MONTREAL — Vintage toys and unique photos take center space at the McCord Museum.
First up — and most appropriate for the holiday season — “Toys” provides an interactive exhibition for the young — and young at heart. Designed for children aged 3 to 9, this year’s fourth edition features a collection of vintage space-themed toys dubbed “Mission Cosmos,” where visitors can help a scientist find his way back home.
Youngsters are invited to crack a secret code that also aims to rescue the stranded Professor Copernoc. Along the way there are plenty of colorful clues as well as some cool nostalgic toy memorabilia. Of note: classic Star Trek figurines, an Apollo 11 lunar module replica kit from 1969, and a 1960s Mattel Thingmaker, a small tabletop device that let kids (like myself way back when) create a bevy of scary bugs out of heated soft molded plastic. I must say it brought back some great memories — my brother and I used to hide the bugs in our pants pockets and wait for our grandmother to do the laundry.
“Toys” continues through April 6.
Next is “Claire Beaugrand-Champagne: Touching Reality,” an exhibition of some 200 mostly black and white poignant photographs taken by Beaugrand-Champagne from 1970 to this year. Beaugrand-Champagne is considered the first female press photographer in Quebec and her documentary photography-style subjects include portraits of individuals in their living and work environments.
“Her photo essays, which paint an eloquent portrait of Quebec society, find the extraordinary in everyday life and remind us that each individual is unique and every life is worth recounting,” a press release states. “Touching Reality” continues through April 13.

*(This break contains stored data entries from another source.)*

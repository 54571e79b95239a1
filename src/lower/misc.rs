//! Catch-all for opcodes with no architectural effect worth modeling.
//! Mirrors the teacher's `cpu::dispatch::fallback`, minus the cycle
//! bookkeeping it existed to provide.

use crate::disasm::DecodedInstruction;
use crate::ir::Instruction;

pub(super) fn handle(instr: &DecodedInstruction) -> Option<Vec<Instruction>> {
    match instr.mnemonic {
        "NOP" => Some(vec![]),
        _ => None,
    }
}

#[cfg(test)]
mod tests {
    use super::*;
    use crate::disasm::AddressingMode;

    #[test]
    fn nop_lowers_to_nothing() {
        let i = DecodedInstruction {
            address: 0,
            opcode: 0xEA,
            mnemonic: "NOP",
            mode: AddressingMode::Implied,
            bytes: vec![0xEA],
            target: None,
        };
        assert_eq!(handle(&i).unwrap(), Vec::<Instruction>::new());
    }
}
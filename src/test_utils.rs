//! Shared test scaffolding for building an in-memory program and HAL.
//!
//! Grounded on the teacher's `test_utils::build_nrom_with_prg` - a single
//! helper that de-duplicates ROM/bus construction across the CPU, Bus,
//! and Cartridge test suites - but with the iNES header and mapper
//! concerns stripped out (out of scope here, §1): a program is just
//! bytes dropped directly onto a flat 64 KiB RAM-backed bus, with the
//! reset vector pointed at wherever the caller wants execution to start.
//!
//! Unlike the teacher's version, this module isn't `#[cfg(test)]`-gated:
//! the conformance suite under `tests/` needs it too, and a `cfg(test)`
//! item in the library crate isn't visible to an external integration
//! test binary.

#![allow(dead_code)]

use crate::bus::device::Ram;
use crate::bus::Bus;
use crate::cpu::Hal;

/// Build a `Bus` with a flat 64 KiB RAM region, `program` written starting
/// at `origin`, and the reset vector (`0xFFFC`/`0xFFFD`) pointed at
/// `reset_vector`.
pub fn build_bus_with_program(program: &[u8], origin: u16, reset_vector: u16) -> Bus {
    let mut bus = Bus::new();
    bus.attach(Box::new(Ram::new(0x10000)), 0x0000, 0x10000)
        .expect("flat 64 KiB RAM never overlaps itself");
    for (i, byte) in program.iter().enumerate() {
        bus.write(origin.wrapping_add(i as u16), *byte);
    }
    bus.write_u16(0xFFFC, reset_vector);
    bus
}

/// Same as `build_bus_with_program`, wrapped in a fresh `Hal` at power-up
/// defaults.
pub fn build_hal_with_program(program: &[u8], origin: u16, reset_vector: u16) -> Hal {
    Hal::new(build_bus_with_program(program, origin, reset_vector))
}

#[cfg(test)]
mod tests {
    use super::*;

    #[test]
    fn program_lands_at_origin_and_reset_vector_is_set() {
        let bus = build_bus_with_program(&[0xA9, 0x01], 0x8000, 0x8000);
        assert_eq!(bus.read(0x8000), 0xA9);
        assert_eq!(bus.read(0x8001), 0x01);
        assert_eq!(bus.read_u16(0xFFFC), 0x8000);
    }
}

More photos, this time with a view from above, get interpreted in “Plotting from Above — Mishka Henner and Montreal Aerial Survey.”
In collaboration with the 13th edition of Mois de la Photo a Montreal, an annual photo contest open to the general public, “Plotting from Above” offers a collection of vintage 1970s-era drone-style aerial photos of Montreal taken long before Google Maps ever came about. The exhibit then showcases aerial shots turned digital art with works by British artist Mishka Henner, who used Google Earth and digital publishing techniques to create a new geometric way of looking at the Dutch coastline.